21/6/09

Quiero contar la historia del hombre que no podía coger en brazos a sus dos hijos en la fiesta de padres e hijos de un hotel de playa. Quiero contarla porque desde el día que le vi no pienso en otra cosa. No sé si sabré contarla o si la historia dará para mucho o para poco; lo único cierto es que si no la cuento nunca lo sabré y, lo peor, nunca me lo perdonaré.
Fue hace algunos años en Lanzarote, en uno de esos hoteles pensados para los niños: animadores, dibujos de animales en las paredes del comedor de desayunos, piscinas que no cubren por mucho que avances, caramelos en la almohada al acostarte, todo eso. Pero quiero ir al grano y empezar ya con mi historia. El hombre se llamaría Francisco José Fernández-Delgado o algo así, lo digo por las iniciales de una camisa que llevaba un día y en las que que no tuve más remedio que posar mi vista.
Francisco José estaba separado. Seguro que había pactado con su ex que se quedaría la primera quincena de agosto con los niños y ella se los quedaría la segunda.

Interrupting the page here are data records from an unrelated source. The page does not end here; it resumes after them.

// SPDX-License-Identifier: LGPL-3.0-only
//
// This file is provided WITHOUT ANY WARRANTY;
// without even the implied warranty of MERCHANTABILITY
// or FITNESS FOR A PARTICULAR PURPOSE.

//! Printing of monomials and polynomials with a configurable variable symbol.

use num_bigint::BigInt;
use num_traits::{One, Zero};
use std::fmt;

/// The variable symbol used by `Display`.
pub const DEFAULT_SYMBOL: char = 'x';

/// Types that print in terms of a variable symbol.
pub trait SymbolFormat {
    /// Writes `self` using `symbol` as the variable.
    fn fmt_symbol(&self, f: &mut fmt::Formatter<'_>, symbol: char) -> fmt::Result;

    /// Returns a `Display` adapter that prints with `symbol`.
    fn with_symbol(&self, symbol: char) -> WithSymbol<'_, Self> {
        WithSymbol {
            value: self,
            symbol,
        }
    }
}

/// `Display` adapter returned by [`SymbolFormat::with_symbol`].
pub struct WithSymbol<'a, T: ?Sized> {
    value: &'a T,
    symbol: char,
}

impl<T: SymbolFormat + ?Sized> fmt::Display for WithSymbol<'_, T> {
    fn fmt(&self, f: &mut fmt::Formatter<'_>) -> fmt::Result {
        self.value.fmt_symbol(f, self.symbol)
    }
}

/// Writes the unsigned part of a term: `c`, `x`, `cx`, `x^d` or `cx^d`.
pub(crate) fn write_magnitude(
    f: &mut fmt::Formatter<'_>,
    abs_coeff: &BigInt,
    degree: &BigInt,
    symbol: char,
) -> fmt::Result {
    if degree.is_zero() {
        return write!(f, "{abs_coeff}");
    }
    if !abs_coeff.is_one() {
        write!(f, "{abs_coeff}")?;
    }
    write!(f, "{symbol}")?;
    if !degree.is_one() {
        write!(f, "^{degree}")?;
    }
    Ok(())
}
// SPDX-License-Identifier: LGPL-3.0-only
//
// This file is provided WITHOUT ANY WARRANTY;
// without even the implied warranty of MERCHANTABILITY
// or FITNESS FOR A PARTICULAR PURPOSE.

//! The arithmetic context every polynomial operation runs under.

use crate::errors::{PolynomialError, PolynomialResult};
use crate::utils::{check_modulus, mod_divide, reduce_unchecked};
use num_bigint::BigInt;
use num_traits::{Signed, Zero};
use std::fmt;

/// Selects between exact integer arithmetic and arithmetic modulo `m`.
///
/// The context is passed explicitly to every operation that creates or combines
/// coefficients. A coefficient is reduced under the context of the operation that
/// wrote it; see [`crate::Polynomial::reduce`] to re-canonicalize a value under a
/// different context.
#[derive(Debug, Clone, PartialEq, Eq)]
pub struct ModulusContext {
    modulus: Option<BigInt>,
    ignore_sign: bool,
    safety_checks: bool,
}

impl Default for ModulusContext {
    fn default() -> Self {
        Self::integers()
    }
}

impl ModulusContext {
    /// Exact arithmetic over Z.
    pub fn integers() -> Self {
        Self {
            modulus: None,
            ignore_sign: false,
            safety_checks: true,
        }
    }

    /// Arithmetic over Z/mZ.
    ///
    /// # Errors
    ///
    /// `Domain` for a zero modulus, `NotImplemented` for a negative one.
    pub fn with_modulus(modulus: impl Into<BigInt>) -> PolynomialResult<Self> {
        let modulus = modulus.into();
        check_modulus(&modulus)?;
        Ok(Self {
            modulus: Some(modulus),
            ..Self::integers()
        })
    }

    /// Builds a context from an optional modulus.
    pub fn from_option(modulus: Option<BigInt>) -> PolynomialResult<Self> {
        match modulus {
            Some(m) => Self::with_modulus(m),
            None => Ok(Self::integers()),
        }
    }

    /// Keep the sign of reduced values instead of normalizing into `[0, m)`.
    pub fn ignore_sign(mut self, ignore_sign: bool) -> Self {
        self.ignore_sign = ignore_sign;
        self
    }

    /// Enable or disable advisory warnings.
    pub fn safety_checks(mut self, safety_checks: bool) -> Self {
        self.safety_checks = safety_checks;
        self
    }

    pub fn modulus(&self) -> Option<&BigInt> {
        self.modulus.as_ref()
    }

    pub fn ignores_sign(&self) -> bool {
        self.ignore_sign
    }

    pub fn has_safety_checks(&self) -> bool {
        self.safety_checks
    }

    /// Canonical residue of `x` under this context. Without a modulus `x` is
    /// returned unchanged.
    pub fn reduce(&self, x: &BigInt) -> BigInt {
        match &self.modulus {
            Some(m) => reduce_unchecked(x, m, self.ignore_sign),
            None => x.clone(),
        }
    }

    /// Like [`ModulusContext::reduce`], but an explicit modulus overrides the
    /// context's own.
    pub fn reduce_by(&self, x: &BigInt, modulus: Option<&BigInt>) -> PolynomialResult<BigInt> {
        match modulus {
            Some(m) => {
                check_modulus(m)?;
                Ok(reduce_unchecked(x, m, self.ignore_sign))
            }
            None => Ok(self.reduce(x)),
        }
    }

    /// Divides `a` by `b` under this context.
    ///
    /// Without a modulus the division must be exact. With a modulus `b` must be
    /// invertible; when signs are ignored the quotient is computed on absolute values
    /// and negated if the operands' signs differ.
    ///
    /// # Errors
    ///
    /// `Domain` for an inexact (or zero) integer division, `BadModulus` when `b` has
    /// no inverse modulo `m`.
    pub fn divide_exact(&self, a: &BigInt, b: &BigInt) -> PolynomialResult<BigInt> {
        match &self.modulus {
            None => {
                if b.is_zero() {
                    return Err(PolynomialError::domain(format!(
                        "Encountered division by zero ({a} / {b})"
                    )));
                }
                if !(a % b).is_zero() {
                    return Err(PolynomialError::domain(format!(
                        "Encountered non-integer value during division ({a} and {b})"
                    )));
                }
                Ok(a / b)
            }
            Some(m) => {
                if self.ignore_sign && (a.is_negative() != b.is_negative()) {
                    Ok(-mod_divide(&a.abs(), &b.abs(), m)?)
                } else {
                    mod_divide(a, b, m)
                }
            }
        }
    }
}

impl fmt::Display for ModulusContext {
    fn fmt(&self, f: &mut fmt::Formatter<'_>) -> fmt::Result {
        match &self.modulus {
            Some(m) => write!(f, "Z/{m}Z"),
            None => write!(f, "Z"),
        }
    }
}
// SPDX-License-Identifier: LGPL-3.0-only
//
// This file is provided WITHOUT ANY WARRANTY;
// without even the implied warranty of MERCHANTABILITY
// or FITNESS FOR A PARTICULAR PURPOSE.

mod app_config;
pub mod load_config;

pub use app_config::*;
pub use load_config::{load_config, load_config_with, ConfigSource, DEFAULT_CONFIG_NAME};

-Niños, no os alejéis, -solía decir cuando estaba con ellos en la piscina-.
Tenía la mirada perdida de los recién separados; una especie de rubor secreto que le impedía mirar a los ojos al resto de padres o madres, algo que le colgaba de la mirada, un cartel de "perdonen que no les mire, pero es que me acabo de separar y la culpa fue mía".
-Marta, no le pegues a la niña, sólo quiere jugar contigo.

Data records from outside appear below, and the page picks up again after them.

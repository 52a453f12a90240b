// SPDX-License-Identifier: LGPL-3.0-only
//
// This file is provided WITHOUT ANY WARRANTY;
// without even the implied warranty of MERCHANTABILITY
// or FITNESS FOR A PARTICULAR PURPOSE.

//! # AKS primality test
//!
//! Deterministic primality proving on top of `polylib-polynomial`. The test runs five
//! ordered steps and stops at the first conclusive one:
//!
//! 1. perfect power check,
//! 2. search for the cyclic modulus degree `r` (see [`FindR`]),
//! 3. trial division up to `min(r, n - 1)`,
//! 4. `n <= r` shortcut,
//! 5. the polynomial identity `(x + a)^n ≡ x^n + a` modulo `(n, x^r - 1)`.
//!
//! Steps 3 and 5 can fan out over rayon. Both fan-outs report the smallest witness, so
//! parallel and sequential runs return identical reports.
//!
//! ```
//! use num_bigint::BigUint;
//! use polylib_aks::aks_primality_test;
//!
//! assert!(aks_primality_test(&BigUint::from(61u32)).unwrap());
//! assert!(!aks_primality_test(&BigUint::from(63u32)).unwrap());
//! ```

mod aks;
mod errors;
mod find_r;
pub mod pool;

pub use aks::*;
pub use errors::*;
pub use find_r::*;
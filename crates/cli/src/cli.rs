// SPDX-License-Identifier: LGPL-3.0-only
//
// This file is provided WITHOUT ANY WARRANTY;
// without even the implied warranty of MERCHANTABILITY
// or FITNESS FOR A PARTICULAR PURPOSE.

use crate::commands::Settings;
use crate::helpers::telemetry::setup_simple_tracing;
use crate::shell::Session;
use anyhow::Result;
use clap::{ArgAction, Parser, Subcommand};
use num_bigint::BigUint;
use polylib_aks::FindRStrategy;
use polylib_config::{load_config, AppConfig, CliOverrides};
use std::io;
use std::path::PathBuf;
use tracing::{info, instrument, Level};

#[derive(Parser, Debug)]
#[command(name = "polylib")]
#[command(about = "Exact polynomial arithmetic over Z or Z/nZ and the AKS primality test", long_about = None)]
pub struct Cli {
    /// Path to config file
    #[arg(short, long, global = true)]
    config: Option<PathBuf>,

    #[command(subcommand)]
    command: Commands,

    /// Indicate error levels by adding additional `-v` arguments. Eg. `polylib -vvv` will give
    /// you trace level output
    #[arg(
        short,
        long,
        action = ArgAction::Count,
        global = true
    )]
    pub verbose: u8,

    /// Silence all output. This argument cannot be used alongside `-v`
    #[arg(
        short,
        long,
        action = ArgAction::SetTrue,
        conflicts_with = "verbose",
        global = true
    )]
    quiet: bool,

    /// Reduce coefficients modulo this integer
    #[arg(short, long, global = true)]
    modulus: Option<u64>,

    /// Keep the sign of reduced coefficients
    #[arg(long, global = true)]
    ignore_sign: bool,

    /// Variable symbol used when printing
    #[arg(long, global = true)]
    symbol: Option<char>,
}

impl Cli {
    pub fn log_level(&self) -> Level {
        if self.quiet {
            Level::ERROR
        } else {
            match self.verbose {
                0 => Level::WARN,  //
                1 => Level::INFO,  // -v
                2 => Level::DEBUG, // -vv
                _ => Level::TRACE, // -vvv
            }
        }
    }

    #[instrument(skip_all)]
    pub fn execute(self) -> Result<()> {
        setup_simple_tracing(self.log_level());

        let config = self.load_config()?;
        info!("Config loaded from: {:?}", config.found_config_file);
        let mut settings = Settings::from_config(&config)?;

        match self.command {
            Commands::Expand {
                polynomial,
                exponent,
                poly_mod,
            } => println!(
                "{}",
                settings.expand(&polynomial, &exponent, poly_mod.as_deref())?
            ),
            Commands::Polymod {
                polynomial,
                modulus,
            } => println!("{}", settings.polymod(&polynomial, &modulus)?),
            Commands::Divide { dividend, divisor } => {
                println!("{}", settings.divide(&dividend, &divisor)?)
            }
            Commands::Multiply { lhs, rhs } => println!("{}", settings.multiply(&lhs, &rhs)?),
            Commands::Aks {
                n,
                strategy,
                sequential,
            } => {
                if let Some(strategy) = strategy {
                    settings.aks.strategy = strategy;
                }
                if sequential {
                    settings.aks.parallel = false;
                }
                println!("{}", settings.aks(&n)?)
            }
            Commands::Shell => Session::new(settings).run(io::stdin().lock(), io::stdout())?,
            Commands::Examples { rows } => {
                println!("Expansion of (x + 1) to increasingly higher powers");
                for row in settings.binomial_rows(rows)? {
                    println!("{row}");
                }
            }
        }

        Ok(())
    }

    pub fn load_config(&self) -> Result<AppConfig> {
        let overrides = CliOverrides {
            modulus: self.modulus,
            ignore_sign: self.ignore_sign.then_some(true),
            symbol: self.symbol,
            found_config_file: None,
        };
        load_config(self.config.as_deref(), overrides)
    }
}

#[derive(Subcommand, Debug)]
pub enum Commands {
    /// Raise a polynomial to a power, optionally modulo a polynomial
    Expand {
        #[arg(allow_hyphen_values = true)]
        polynomial: String,

        /// Nonnegative integer exponent
        exponent: String,

        /// Reduce by this polynomial after every multiplication
        #[arg(long = "poly-mod", allow_hyphen_values = true)]
        poly_mod: Option<String>,
    },

    /// Remainder of a polynomial divided by another
    Polymod {
        #[arg(allow_hyphen_values = true)]
        polynomial: String,

        #[arg(allow_hyphen_values = true)]
        modulus: String,
    },

    /// Long division, printing quotient and remainder
    Divide {
        #[arg(allow_hyphen_values = true)]
        dividend: String,

        #[arg(allow_hyphen_values = true)]
        divisor: String,
    },

    /// Multiply two polynomials
    Multiply {
        #[arg(allow_hyphen_values = true)]
        lhs: String,

        #[arg(allow_hyphen_values = true)]
        rhs: String,
    },

    /// Run the AKS primality test
    Aks {
        n: BigUint,

        /// How to search for r: `multiplicative-order` or `brute-force`
        #[arg(long)]
        strategy: Option<FindRStrategy>,

        /// Do not fan the checks out over worker threads
        #[arg(long)]
        sequential: bool,
    },

    /// Start an interactive session
    Shell,

    /// Print (x + 1)^k for increasing k
    Examples {
        /// Number of rows to print
        #[arg(long, default_value_t = 10)]
        rows: u64,
    },
}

Por las tardes el hotel organizaba actos para los niños, bloques compactos de ocio con los que rellenar las horas antes de la cena. Había una mascota que no recuerdo cómo se llamaba pero el que fuera dentro de aquel disfraz debía morirse de calor; sería una chica, tendría cerca de veinte años, estudiante de filología española, alemana de nacionalidad, rubia y cansada de todo aquello.

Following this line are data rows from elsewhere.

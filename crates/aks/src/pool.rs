// SPDX-License-Identifier: LGPL-3.0-only
//
// This file is provided WITHOUT ANY WARRANTY;
// without even the implied warranty of MERCHANTABILITY
// or FITNESS FOR A PARTICULAR PURPOSE.

use crate::errors::AksResult;
use rayon::{ThreadPool, ThreadPoolBuilder};
use tracing::debug;

/// Builds a dedicated rayon pool with `threads` workers.
pub fn build_pool(threads: usize) -> AksResult<ThreadPool> {
    let pool = ThreadPoolBuilder::new()
        .num_threads(threads)
        .thread_name(|i| format!("aks-worker-{i}"))
        .build()?;
    debug!(threads = pool.current_num_threads(), "Built AKS thread pool");
    Ok(pool)
}

/// Runs `op` on a pool of `threads` workers, or on the global rayon pool when no size is
/// given.
pub fn install<OP, T>(threads: Option<usize>, op: OP) -> AksResult<T>
where
    OP: FnOnce() -> AksResult<T> + Send,
    T: Send,
{
    match threads {
        Some(threads) => build_pool(threads)?.install(op),
        None => op(),
    }
}

#[cfg(test)]
mod tests {
    use super::*;

    #[test]
    fn test_install_on_sized_pool() {
        let threads = install(Some(2), || Ok(rayon::current_num_threads())).unwrap();
        assert_eq!(threads, 2);
    }

    #[test]
    fn test_install_without_size_runs_inline() {
        let value = install(None, || Ok(41 + 1)).unwrap();
        assert_eq!(value, 42);
    }
}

-Papá, ¿nos sentamos aquí cerca hoy?
-Vale.
Una de las animadoras controlaba una mesa de sonido bastante rudimentaria, actuaba en la sombra, parecía la más feliz.
-Buenas tardes, niños y niñas, -decía un tipo con mallas rojas y un sombrero lleno de plátanos de plástico-.
Francisco José tenía a un hijo a cada lado. Los tres olían a colonia y a aftersun y a desvalimiento. Francisco José sabía que sus hijos estaban tristes y echaban de menos a su madre y, sobre todo, temía la idea que les estaría naciendo de su padre, esa que ya nunca les abandonaría en la edad adulta.
-Papá, tengo calor, ¿me puedo quitar los zapatos?
-No, ahora no.
El show fue pasando sin pena ni gloria; ni los berridos felices que salían de los altavoces lograban asegurar que allí estábamos asistiendo a algo portentoso. El presentador repetía todo en castellano, inglés y alemán. Parecía una subasta de arte. O de ganado. Llegó el último número; el presentador requirió la presencia de todos los niños asistentes y de sus padres. Yo salí con mi hija mayor. Francisco José salió con sus dos hijos. El tipo de las mallas explicó de qué iba el juego: cada padre debía coger en brazos a sus hijos cuando la canción dejara de sonar. Parecía sencillo. El escenario empezó a despejarse de perdedores. Al final quedamos él y yo. Nos miramos. Sus ojos me decían que necesitaba ganar, que era importante para sus chicos. Yo no necesitaba demostrar nada en aquella prueba, mi hija sabía quién era su padre y jamás me pediría medallas o diplomas acreditativos para garantizar su amor.
La música dejó de sonar. El hombre intentó coger en brazos a sus dos hijos; parecía fuera de sí, parecía estar en medio de un incendio o en la planta 35 de un rascacielos mientras el suelo comienza a temblar. Supongo que habría cogido con demasiada fuerza a su hija, la pequeña y esta comenzó a llorar. Los otros padres aplaudieron la gesta, quizá alguno de ellos comprendió el patetismo que encerraba la escena. Yo estaba a su lado -con Alba en brazos- pero no tenía la sensación de haber ganado nada. Sólo era algo que estaba pasando en un hotel de playa. Sólo es algo que pasó hace algunos años en una isla llena de hoteles pensados para que padres e hijos lo pasen bien.